### Collected data
________________

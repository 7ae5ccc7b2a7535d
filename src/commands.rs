use std::path::{Path, PathBuf};
use std::process::ExitCode;
use std::sync::Arc;
use tokio_util::sync::CancellationToken;
use tracing::{error, info, warn};

use crate::cli::{AcquireArgs, PackArgs};
use mediafetch::config::Config;
use mediafetch::error::SetupError;
use mediafetch::output::{self, OutputDir};
use mediafetch::source::classify;
use mediafetch::target::AcquisitionTarget;
use mediafetch::worker::BatchOrchestrator;

fn load_config(path: Option<PathBuf>) -> Result<Config, SetupError> {
    let config = match path {
        Some(path) => Config::load_from_path(path)?,
        None => Config::load()?,
    };
    Ok(config)
}

pub async fn run_acquire(args: AcquireArgs, config_path: Option<PathBuf>) -> Result<ExitCode, SetupError> {
    let mut config = load_config(config_path)?;
    if let Some(root) = args.output {
        config.output.root = root;
    }
    if let Some(concurrency) = args.concurrency {
        config.worker.concurrency = concurrency;
    }
    config.validate()?;

    let mut urls = args.urls;
    if let Some(path) = &args.from_file {
        urls.extend(read_target_file(path)?);
    }
    if urls.is_empty() {
        return Err(SetupError::NoTargets);
    }

    let targets: Vec<AcquisitionTarget> = urls
        .into_iter()
        .map(|url| {
            AcquisitionTarget::builder()
                .url(url)
                .source_type(args.source_type)
                .scrape_links(args.scrape_links)
                .build()
        })
        .collect();

    let output = Arc::new(OutputDir::prepare(&config.output.root, &config.output.staging_dir)?);
    let config = Arc::new(config);
    let orchestrator = BatchOrchestrator::from_config(Arc::clone(&config), Arc::clone(&output))?;

    let cancel = CancellationToken::new();
    let watcher = tokio::spawn(cancel_on_shutdown(cancel.clone()));

    let report = orchestrator.run(targets, &cancel).await;
    watcher.abort();

    if args.json {
        match report.to_json() {
            Ok(json) => println!("{json}"),
            Err(e) => error!(error = %e, "Failed to render report"),
        }
    } else {
        for result in &report.results {
            println!("{result}");
        }
        println!("{}", report.summary_line());
    }

    let mut code = if report.any_succeeded() {
        ExitCode::SUCCESS
    } else {
        ExitCode::FAILURE
    };

    if let Some(archive) = args.pack {
        match output.pack(&archive).await {
            Ok(path) => info!(archive = %path.display(), "Output packed"),
            Err(e) => {
                error!(error = %e, "Packing failed");
                eprintln!("pack failed: {e}");
                code = ExitCode::FAILURE;
            }
        }
    }

    Ok(code)
}

pub async fn run_pack(args: PackArgs) -> ExitCode {
    match output::pack(&args.dir, &args.archive, &[]).await {
        Ok(path) => {
            println!("{}", path.display());
            ExitCode::SUCCESS
        }
        Err(e) => {
            eprintln!("pack failed: {e}");
            ExitCode::FAILURE
        }
    }
}

pub fn run_classify(urls: &[String]) -> ExitCode {
    for url in urls {
        println!("{url}\t{}", classify(url));
    }
    ExitCode::SUCCESS
}

pub fn run_config(config_path: Option<PathBuf>) -> Result<ExitCode, SetupError> {
    let config = load_config(config_path)?;
    print!("{}", config.to_toml()?);
    Ok(ExitCode::SUCCESS)
}

/// One URL per line; blank lines and `#` comments are skipped
fn read_target_file(path: &Path) -> Result<Vec<String>, SetupError> {
    let text = std::fs::read_to_string(path).map_err(|source| SetupError::TargetList {
        path: path.to_path_buf(),
        source,
    })?;
    Ok(parse_target_list(&text))
}

fn parse_target_list(text: &str) -> Vec<String> {
    text.lines()
        .map(str::trim)
        .filter(|line| !line.is_empty() && !line.starts_with('#'))
        .map(str::to_string)
        .collect()
}

/// Cancel `token` on Ctrl+C or SIGTERM
async fn cancel_on_shutdown(token: CancellationToken) {
    shutdown_signal().await;
    warn!("Shutdown signal received, cancelling remaining work");
    token.cancel();
}

async fn shutdown_signal() {
    let ctrl_c = async {
        if let Err(e) = tokio::signal::ctrl_c().await {
            warn!(error = %e, "Failed to install Ctrl+C handler");
            std::future::pending::<()>().await;
        }
    };

    #[cfg(unix)]
    let terminate = async {
        use tokio::signal::unix::{SignalKind, signal};
        match signal(SignalKind::terminate()) {
            Ok(mut sigterm) => {
                sigterm.recv().await;
            }
            Err(e) => {
                warn!(error = %e, "Failed to install SIGTERM handler");
                std::future::pending::<()>().await;
            }
        }
    };

    #[cfg(not(unix))]
    let terminate = std::future::pending::<()>();

    tokio::select! {
        _ = ctrl_c => {},
        _ = terminate => {},
    }
}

________________

### Work item
Among the lines above, find those with the string "future" and copy them.

### Exercise result
            std::future::pending::<()>().await;
                std::future::pending::<()>().await;
    let terminate = std::future::pending::<()>();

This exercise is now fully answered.